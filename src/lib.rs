//! # pdf-reveal
//!
//! Expose hidden or low-visibility text in PDF documents.
//!
//! Text can be hidden in a PDF by drawing it white-on-white, in a colour a few
//! levels off the background, or under other content. Text extraction tools
//! that read the content stream can be fooled by all of these. This crate
//! works on what the page *looks like* instead: every page is rasterised and
//! run through two independent transforms.
//!
//! * **Pixel reveal**: invert, stretch contrast and sharpen, so that faint
//!   marks become obvious in the output image.
//! * **OCR**: recognise the page text with a confidence score, streamed page
//!   by page because it is by far the slowest step.
//!
//! ## Pipeline Overview
//!
//! ```text
//! PDF
//!  │
//!  ├─ 1. Ingest   validate path/URL (.pdf, size, %PDF), store, count pages
//!  ├─ 2. Raster   pages at 2.0× onto white via pdfium (spawn_blocking)
//!  ├─ 3a. Pixel   negate → normalise → sharpen → page_N.png   (cached)
//!  ├─ 3b. OCR     tesseract → page_N.txt + NDJSON events      (exactly once)
//!  ├─ 3c. Render  unprocessed page_N.png                      (always fresh)
//!  └─ 4. Export   stored page images → PDF
//! ```
//!
//! Results are written to `<results_root>/<owner>/<document>/<kind>/` with
//! deterministic names, so reruns overwrite rather than accumulate.
//!
//! ## Quick Start
//!
//! ```rust,no_run
//! use futures::StreamExt;
//! use pdf_reveal::{LocalDocumentStore, Orchestrator, PipelineConfig};
//! use std::sync::Arc;
//!
//! #[tokio::main]
//! async fn main() -> Result<(), Box<dyn std::error::Error>> {
//!     let config = PipelineConfig::builder().data_dir("data").build()?;
//!     let documents = Arc::new(LocalDocumentStore::open("data/documents.json").await?);
//!     let pipeline = Orchestrator::with_defaults(config, documents);
//!
//!     let doc = pipeline.ingest("alice", "contract.pdf").await?;
//!     let pixel = pipeline.run_pixel(&doc.id).await?;
//!     eprintln!("revealed {} pages", pixel.page_count);
//!
//!     let mut events = pipeline.run_ocr(&doc.id).await?;
//!     while let Some(event) = events.next().await {
//!         print!("{}", event.to_ndjson_line());
//!     }
//!     Ok(())
//! }
//! ```
//!
//! ## Feature Flags
//!
//! | Feature | Default | Description |
//! |---------|---------|-------------|
//! | `cli`   | on      | Enables the `pdfreveal` binary (clap + anyhow + indicatif + tracing-subscriber) |
//!
//! Disable `cli` when using only the library:
//! ```toml
//! pdf-reveal = { version = "0.1", default-features = false }
//! ```
//!
//! ## Runtime Requirements
//!
//! A pdfium shared library (`PDFIUM_LIB_PATH`, `./`, or system-wide) and, for
//! OCR, the `tesseract` binary with the configured language data.

// ── Modules ──────────────────────────────────────────────────────────────

pub mod config;
pub mod document;
pub mod error;
pub mod events;
pub mod flight;
pub mod library;
pub mod orchestrator;
pub mod pipeline;
pub mod store;

// ── Re-exports ───────────────────────────────────────────────────────────

pub use config::{PipelineConfig, PipelineConfigBuilder};
pub use document::{
    Document, DocumentId, DocumentStore, DocumentUpdate, LocalDocumentStore, OcrStatus,
};
pub use error::{ExtractError, RevealError};
pub use events::{OcrEvent, OcrEventStream, PageListing, PageRef};
pub use orchestrator::{ExportedPdf, Orchestrator};
pub use pipeline::ocr::{OcrEngine, OcrText, TesseractEngine};
pub use pipeline::raster::{PageRasterizer, PdfBytes, PdfiumRasterizer};
pub use store::{Completion, ResultKind, ResultStore};
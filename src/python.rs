//! Python bindings (PyO3)
//!
//! Exposes [`Simulator`] as `rtos_sim.Simulator` for notebooks and UI
//! front-ends. Everything crosses the boundary as plain tuples and dicts.
//!
//! ```python
//! import rtos_sim
//! sim = rtos_sim.Simulator([(1, "sensor", 1, 50, 10), (2, "motor", 2, 200, 30)], "edf")
//! sim.run_for(100)
//! sim.recent(10)   # [(time, task_id | None), ...]
//! ```

use std::string::{String, ToString};
use std::vec::Vec;

use pyo3::exceptions::PyValueError;
use pyo3::prelude::*;
use pyo3::types::PyDict;

use crate::config::SimConfig;
use crate::error::SimError;
use crate::policy::{Policy, SchedulerPolicy};
use crate::simulator::Simulator;
use crate::task::{TaskDescriptor, TaskId, TaskState};

impl From<SimError> for PyErr {
    fn from(err: SimError) -> Self {
        PyValueError::new_err(err.to_string())
    }
}

fn state_name(state: TaskState) -> &'static str {
    match state {
        TaskState::Ready => "ready",
        TaskState::Running => "running",
        TaskState::Blocked => "blocked",
        TaskState::Completed => "completed",
    }
}

/// `(id, name, priority, period, execution_time)`
type PyDescriptor = (u32, String, u8, u32, u32);

#[pyclass(name = "Simulator")]
pub struct PySimulator {
    inner: Simulator,
}

#[pymethods]
impl PySimulator {
    #[new]
    #[pyo3(signature = (descriptors, policy = "priority", tick_interval_ms = 100))]
    fn new(descriptors: Vec<PyDescriptor>, policy: &str, tick_interval_ms: u32) -> PyResult<Self> {
        let descriptors: Vec<TaskDescriptor> = descriptors
            .iter()
            .map(|(id, name, priority, period, exec)| {
                TaskDescriptor::new(*id, name, *priority, *period, *exec)
            })
            .collect();
        let config = SimConfig {
            policy: policy.parse::<Policy>()?,
            tick_interval_ms,
        };
        Ok(Self {
            inner: Simulator::new(&descriptors, config)?,
        })
    }

    /// One tick; returns `(time, task_id | None, [missed task ids])`
    fn tick(&mut self) -> (u64, Option<u32>, Vec<u32>) {
        let report = self.inner.tick();
        let missed = report.misses.iter().map(|m| m.task.0).collect();
        (report.sample.time, report.sample.running.map(|id| id.0), missed)
    }

    /// Batch run; returns the run statistics as a dict
    fn run_for<'py>(&mut self, py: Python<'py>, ticks: u64) -> PyResult<Bound<'py, PyDict>> {
        let stats = self.inner.run_for(ticks);
        let dict = PyDict::new_bound(py);
        dict.set_item("total_ticks", stats.total_ticks)?;
        dict.set_item("busy_ticks", stats.busy_ticks)?;
        dict.set_item("idle_ticks", stats.idle_ticks)?;
        dict.set_item("context_switches", stats.context_switches)?;
        dict.set_item("deadline_misses", stats.deadline_misses)?;
        dict.set_item("utilization", stats.utilization)?;
        dict.set_item("schedulable", stats.schedulable)?;
        Ok(dict)
    }

    fn start(&mut self) {
        self.inner.start();
    }

    fn stop(&mut self) {
        self.inner.stop();
    }

    #[getter]
    fn running(&self) -> bool {
        self.inner.is_running()
    }

    #[getter]
    fn now(&self) -> u64 {
        self.inner.now()
    }

    #[getter]
    fn policy(&self) -> &'static str {
        self.inner.policy().name()
    }

    fn reset(&mut self) -> PyResult<()> {
        Ok(self.inner.reset()?)
    }

    fn set_policy(&mut self, name: &str) -> PyResult<()> {
        self.inner.set_policy(name.parse::<Policy>()?);
        Ok(())
    }

    fn block(&mut self, id: u32) -> PyResult<()> {
        Ok(self.inner.block(TaskId(id))?)
    }

    fn unblock(&mut self, id: u32) -> PyResult<()> {
        Ok(self.inner.unblock(TaskId(id))?)
    }

    /// Task snapshot as a list of dicts
    fn tasks<'py>(&self, py: Python<'py>) -> PyResult<Vec<Bound<'py, PyDict>>> {
        self.inner
            .tasks()
            .iter()
            .map(|t| {
                let dict = PyDict::new_bound(py);
                dict.set_item("id", t.id.0)?;
                dict.set_item("name", t.name.as_str())?;
                dict.set_item("priority", t.priority.0)?;
                dict.set_item("period", t.period)?;
                dict.set_item("execution_time", t.execution_time)?;
                dict.set_item("remaining_time", t.remaining_time)?;
                dict.set_item("state", state_name(t.state))?;
                dict.set_item("wait_time", t.wait_time)?;
                dict.set_item("last_execution_start", t.last_execution_start)?;
                Ok(dict)
            })
            .collect()
    }

    /// Last `n` samples, oldest first
    fn recent(&self, n: usize) -> Vec<(u64, Option<u32>)> {
        self.inner
            .recent(n)
            .map(|s| (s.time, s.running.map(|id| id.0)))
            .collect()
    }
}

#[pymodule]
fn rtos_sim(m: &Bound<'_, PyModule>) -> PyResult<()> {
    m.add_class::<PySimulator>()?;
    m.add(
        "POLICIES",
        Vec::from(["priority", "round-robin", "sjf", "edf"]),
    )?;
    Ok(())
}
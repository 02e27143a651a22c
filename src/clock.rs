//! Simulation clock — logical tick source
//!
//! One tick is one simulated millisecond. The wall-clock interval between
//! ticks only matters to whoever drives the simulation and to display code.

/// Default wall-clock spacing between ticks
pub const DEFAULT_TICK_INTERVAL_MS: u32 = 100;

/// Logical simulation clock
#[derive(Debug, Clone, Copy, PartialEq, Eq)]
pub struct SimulationClock {
    /// Current tick
    now: u64,
    /// Wall-clock spacing between ticks (display-only)
    tick_interval_ms: u32,
}

impl SimulationClock {
    /// Clock at t = 0
    pub const fn new(tick_interval_ms: u32) -> Self {
        Self {
            now: 0,
            tick_interval_ms,
        }
    }

    /// Advance by one tick
    pub fn advance(&mut self) {
        self.now += 1;
    }

    /// Current tick
    pub fn now(&self) -> u64 {
        self.now
    }

    /// Wall-clock spacing between ticks
    pub fn tick_interval_ms(&self) -> u32 {
        self.tick_interval_ms
    }

    /// How long the run has taken on screen so far
    pub fn wall_elapsed_ms(&self) -> u64 {
        self.now * u64::from(self.tick_interval_ms)
    }

    /// Back to t = 0
    pub fn reset(&mut self) {
        self.now = 0;
    }
}

impl Default for SimulationClock {
    fn default() -> Self {
        Self::new(DEFAULT_TICK_INTERVAL_MS)
    }
}

/// End of the period containing `now`: `floor(now / period + 1) * period`
///
/// A zero period has no deadline.
pub fn next_deadline(now: u64, period: u32) -> u64 {
    if period == 0 {
        return u64::MAX;
    }
    let period = u64::from(period);
    (now / period + 1) * period
}

#[cfg(test)]
mod tests {
    use super::*;

    #[test]
    fn test_clock_advance() {
        let mut clock = SimulationClock::default();
        assert_eq!(clock.now(), 0);
        clock.advance();
        clock.advance();
        assert_eq!(clock.now(), 2);
        assert_eq!(clock.wall_elapsed_ms(), 200);
    }

    #[test]
    fn test_clock_reset() {
        let mut clock = SimulationClock::new(10);
        for _ in 0..5 {
            clock.advance();
        }
        clock.reset();
        assert_eq!(clock.now(), 0);
        assert_eq!(clock.tick_interval_ms(), 10);
    }

    #[test]
    fn test_next_deadline() {
        assert_eq!(next_deadline(0, 50), 50);
        assert_eq!(next_deadline(49, 50), 50);
        assert_eq!(next_deadline(50, 50), 100);
        assert_eq!(next_deadline(120, 200), 200);
    }

    #[test]
    fn test_zero_period_has_no_deadline() {
        assert_eq!(next_deadline(10, 0), u64::MAX);
    }
}
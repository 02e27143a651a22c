//! Run configuration
//!
//! Compile-time limits live next to the types they bound (`MAX_TASKS`,
//! `NAME_LEN`, `HISTORY_WINDOW`). This module holds what a front-end picks at
//! runtime, plus the task set the teaching pages start from.

use crate::clock::DEFAULT_TICK_INTERVAL_MS;
use crate::error::{Result, SimError};
use crate::policy::Policy;
use crate::task::TaskDescriptor;

/// Runtime settings for a [`crate::Simulator`]
#[derive(Debug, Clone, Copy, PartialEq, Eq)]
#[cfg_attr(feature = "serde", derive(serde::Serialize, serde::Deserialize))]
#[cfg_attr(feature = "serde", serde(default))]
pub struct SimConfig {
    /// Scheduling policy
    pub policy: Policy,
    /// Wall-clock spacing between ticks. Display-only: simulated time always
    /// advances one millisecond per tick.
    pub tick_interval_ms: u32,
}

impl SimConfig {
    pub fn with_policy(policy: Policy) -> Self {
        Self {
            policy,
            ..Self::default()
        }
    }

    pub fn validate(&self) -> Result<()> {
        if self.tick_interval_ms == 0 {
            return Err(SimError::InvalidTickInterval);
        }
        Ok(())
    }
}

impl Default for SimConfig {
    fn default() -> Self {
        Self {
            policy: Policy::default(),
            tick_interval_ms: DEFAULT_TICK_INTERVAL_MS,
        }
    }
}

/// The four demo tasks: priorities 1–4, periods 50/200/300/500 ms
///
/// Total utilization 0.583, under the n=4 Rate-Monotonic bound (0.757).
pub fn default_task_set() -> [TaskDescriptor; 4] {
    [
        TaskDescriptor::new(1, "Sensor Read", 1, 50, 10),
        TaskDescriptor::new(2, "Motor Control", 2, 200, 30),
        TaskDescriptor::new(3, "Communication", 3, 300, 40),
        TaskDescriptor::new(4, "Logging", 4, 500, 50),
    ]
}
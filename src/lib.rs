//! rtos-sim — teaching RTOS scheduler simulator
//!
//! Discrete-time simulation of periodic tasks on a single CPU:
//! - Fixed-capacity task table (no heap, no allocation)
//! - Four interchangeable policies: preemptive priority, round-robin,
//!   shortest-job-first, earliest-deadline-first
//! - Value-semantics step function: `tick(state, policy) -> (state, report)`
//! - Bounded execution trace for Gantt-style rendering
//!
//! One tick is one simulated millisecond. Deadline misses are logged through
//! the `log` facade and reported, never fatal.
//!
//! ```
//! use rtos_sim::{default_task_set, Policy, SimConfig, Simulator};
//!
//! let mut sim = Simulator::new(&default_task_set(), SimConfig::with_policy(Policy::EarliestDeadlineFirst))?;
//! let stats = sim.run_for(500);
//! assert_eq!(stats.deadline_misses, 0);
//! # Ok::<(), rtos_sim::SimError>(())
//! ```

#![no_std]

#[cfg(feature = "std")]
extern crate std;

pub mod task;
pub mod taskset;
pub mod policy;
pub mod clock;
pub mod history;
pub mod simulation;
pub mod simulator;
pub mod config;
pub mod error;

#[cfg(feature = "python")]
pub mod python;

pub use task::{DeadlineMiss, Task, TaskDescriptor, TaskId, TaskPriority, TaskState};
pub use taskset::TaskSet;
pub use policy::{Policy, SchedulerPolicy};
pub use clock::SimulationClock;
pub use history::{ExecutionSample, HistoryLog};
pub use simulation::{tick, SimulationState, TickReport};
pub use simulator::{RunStats, Simulator};
pub use config::{default_task_set, SimConfig};
pub use error::SimError;
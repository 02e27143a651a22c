//! Task set — authoritative task table
//!
//! Fixed-capacity table, no dynamic allocation. Holds every task's runtime
//! state; the step function in [`crate::simulation`] is the only writer
//! during a run. Also carries the Rate-Monotonic schedulability test used to
//! annotate a task set for students.

use heapless::Vec;
use log::warn;

use crate::error::{Result, SimError};
use crate::task::{DeadlineMiss, Task, TaskDescriptor, TaskId, TaskState, MAX_TASKS};

/// Misses detected during one activation pass
pub type Misses = Vec<DeadlineMiss, MAX_TASKS>;

/// Tasks eligible for the CPU on one tick
pub type ReadySet = Vec<Task, MAX_TASKS>;

/// Fixed-capacity table of periodic tasks
#[derive(Debug, Clone, Default, PartialEq, Eq)]
pub struct TaskSet {
    tasks: Vec<Task, MAX_TASKS>,
}

impl TaskSet {
    /// Validate `descriptors` and build a task set with every task at its
    /// first activation
    pub fn initialize(descriptors: &[TaskDescriptor]) -> Result<Self> {
        if descriptors.len() > MAX_TASKS {
            return Err(SimError::TooManyTasks { max: MAX_TASKS });
        }

        let mut tasks: Vec<Task, MAX_TASKS> = Vec::new();
        for desc in descriptors {
            desc.validate()?;
            if tasks.iter().any(|t| t.id == desc.id) {
                return Err(SimError::DuplicateId { id: desc.id.0 });
            }
            tasks
                .push(Task::from_descriptor(desc))
                .map_err(|_| SimError::TooManyTasks { max: MAX_TASKS })?;
        }
        Ok(Self { tasks })
    }

    /// Start a new activation for every task whose period boundary is `now`
    ///
    /// An activation that still finds work left marks a deadline miss for the
    /// previous instance. Misses are logged and returned; the run goes on.
    /// Blocked tasks are left alone.
    pub fn activate_due(&mut self, now: u64) -> Misses {
        let mut misses = Misses::new();
        for task in self.tasks.iter_mut() {
            if task.state == TaskState::Blocked || !task.is_due(now) {
                continue;
            }
            let leftover = task.activate();
            if leftover > 0 {
                warn!(
                    "deadline miss: {} ({}) at t={} with {} ms of work left",
                    task.id, task.name, now, leftover
                );
                // Capacity equals the task table, so this cannot overflow
                let _ = misses.push(DeadlineMiss {
                    task: task.id,
                    time: now,
                    remaining: leftover,
                });
            }
        }
        misses
    }

    /// Snapshot of the tasks that may run this tick, in table order
    pub fn ready_tasks(&self) -> ReadySet {
        let mut ready = ReadySet::new();
        for task in self.tasks.iter().filter(|t| t.is_ready()) {
            // Capacity equals the task table, so this cannot overflow
            let _ = ready.push(task.clone());
        }
        ready
    }

    /// Task currently marked `Running`, if any
    pub fn running(&self) -> Option<&Task> {
        self.tasks.iter().find(|t| t.state == TaskState::Running)
    }

    /// Look up a task
    pub fn get(&self, id: TaskId) -> Option<&Task> {
        self.tasks.iter().find(|t| t.id == id)
    }

    /// Look up a task for mutation
    pub fn get_mut(&mut self, id: TaskId) -> Option<&mut Task> {
        self.tasks.iter_mut().find(|t| t.id == id)
    }

    /// All tasks, in table order
    pub fn as_slice(&self) -> &[Task] {
        &self.tasks
    }

    pub fn iter(&self) -> impl Iterator<Item = &Task> {
        self.tasks.iter()
    }

    pub(crate) fn iter_mut(&mut self) -> impl Iterator<Item = &mut Task> {
        self.tasks.iter_mut()
    }

    pub fn len(&self) -> usize {
        self.tasks.len()
    }

    pub fn is_empty(&self) -> bool {
        self.tasks.is_empty()
    }

    /// Take a task out of scheduling
    pub fn block(&mut self, id: TaskId) -> Result<()> {
        let task = self.get_mut(id).ok_or(SimError::UnknownTask { id: id.0 })?;
        task.state = TaskState::Blocked;
        Ok(())
    }

    /// Return a blocked task to scheduling
    ///
    /// Unblocking a task that is not blocked is a no-op.
    pub fn unblock(&mut self, id: TaskId) -> Result<()> {
        let task = self.get_mut(id).ok_or(SimError::UnknownTask { id: id.0 })?;
        if task.state == TaskState::Blocked {
            task.state = if task.remaining_time > 0 {
                TaskState::Ready
            } else {
                TaskState::Completed
            };
        }
        Ok(())
    }

    /// Total CPU utilization (sum of Ci/Ti)
    pub fn total_utilization(&self) -> f32 {
        self.tasks.iter().map(Task::utilization).sum()
    }

    /// RMS schedulability test
    ///
    /// Liu & Layland bound: U ≤ n(2^(1/n) - 1). Sufficient, not necessary.
    pub fn is_rm_schedulable(&self) -> bool {
        let n = self.tasks.len();
        if n == 0 {
            return true;
        }
        self.total_utilization() <= liu_layland_bound(n)
    }
}

/// Liu & Layland bound: n(2^(1/n) - 1)
///
/// Precomputed for small n, ln(2) beyond.
fn liu_layland_bound(n: usize) -> f32 {
    const BOUNDS: [f32; 10] = [
        1.000, // n=0: unused
        1.000, // n=1
        0.828, // n=2
        0.780, // n=3
        0.757, // n=4
        0.743, // n=5
        0.735, // n=6
        0.729, // n=7
        0.724, // n=8
        0.693, // n≥9: ln(2)
    ];
    BOUNDS[n.min(9)]
}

-*-*-

## Exercise prompt
Taking the line with "use pyo3::prelude::*;" as the first and the line with "#[pymethods]" as the last, retype that stretch of the data above exactly, with no other lines.

## Answer
use pyo3::prelude::*;
use pyo3::types::PyDict;

use crate::config::SimConfig;
use crate::error::SimError;
use crate::policy::{Policy, SchedulerPolicy};
use crate::simulator::Simulator;
use crate::task::{TaskDescriptor, TaskId, TaskState};

impl From<SimError> for PyErr {
    fn from(err: SimError) -> Self {
        PyValueError::new_err(err.to_string())
    }
}

fn state_name(state: TaskState) -> &'static str {
    match state {
        TaskState::Ready => "ready",
        TaskState::Running => "running",
        TaskState::Blocked => "blocked",
        TaskState::Completed => "completed",
    }
}

/// `(id, name, priority, period, execution_time)`
type PyDescriptor = (u32, String, u8, u32, u32);

#[pyclass(name = "Simulator")]
pub struct PySimulator {
    inner: Simulator,
}

#[pymethods]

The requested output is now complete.